# RTE1/2 & TV3 - can i use my skybox or aerial



## johnnyg (9 Apr 2009)

Hi, 

If i cancel my sky box subscription, will i need to install an aerial to get RTE1/2 & TV3 reception as these are not in free to air..correct?


----------



## Towger (9 Apr 2009)

Yes


----------



## Smashbox (9 Apr 2009)

As Towger said, the answer is yes, you need an aerial installed if you will be doing away with your Skybox


----------



## johnnyg (9 Apr 2009)

well i was hoping to leave the skybox there and use the free channels it picks up, does RTE-1/2 or TV-3 plan to go free to air??


----------



## Smashbox (9 Apr 2009)

I havent heard of it planning to.


----------



## soy (10 Apr 2009)

johnnyg said:


> Hi,
> 
> If i cancel my sky box subscription, will i need to install an aerial to get RTE1/2 & TV3 reception as these are not in free to air..correct?

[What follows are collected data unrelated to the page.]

//! Shared implementation of the `b64` and `ini-dump` binaries.
//!
//! Each binary is a thin `main` over a module here, so argument handling
//! and output formatting can be tested without spawning processes.

#![deny(missing_docs)]
#![deny(rustdoc::broken_intra_doc_links)]
#![forbid(unsafe_code)]

pub mod b64;
pub mod ini_dump;
pub mod logging;

pub use logging::init_logging;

Hold out another couple of months and you will be able to get RTE digitally. Probably have to buy a decoder (~100€).  [broken link removed]


----------



## bleary (11 Apr 2009)

Digital is available in some areas in Ireland already


----------



## Redbarn (21 Apr 2009)

Will this be available in Europe and any idea what type of receiver this needs ?


----------



## bigjoe_dub (22 Apr 2009)

maybe of use.
will post in a thread of its own as well.

[broken link removed]


----------



## wishbone (30 Apr 2009)

A member of my family lives in the UK and she is a Sky subscriber.  She rang Sky who said that if she knew the frequency she'd be able to programme it in.  I was surprised as all my 'googling' showed that it was not possible to receive RTE TV in the UK, and the only way around this was to have an Irish subscription (card I think - I don't have sky so not totally in the know here) and that if you take that to the UK it will work.  Anyway, just a thought.  I don't know how she got on, and maybe for the best as her Arsenal supporting husband wanted it to watch the match last night !


----------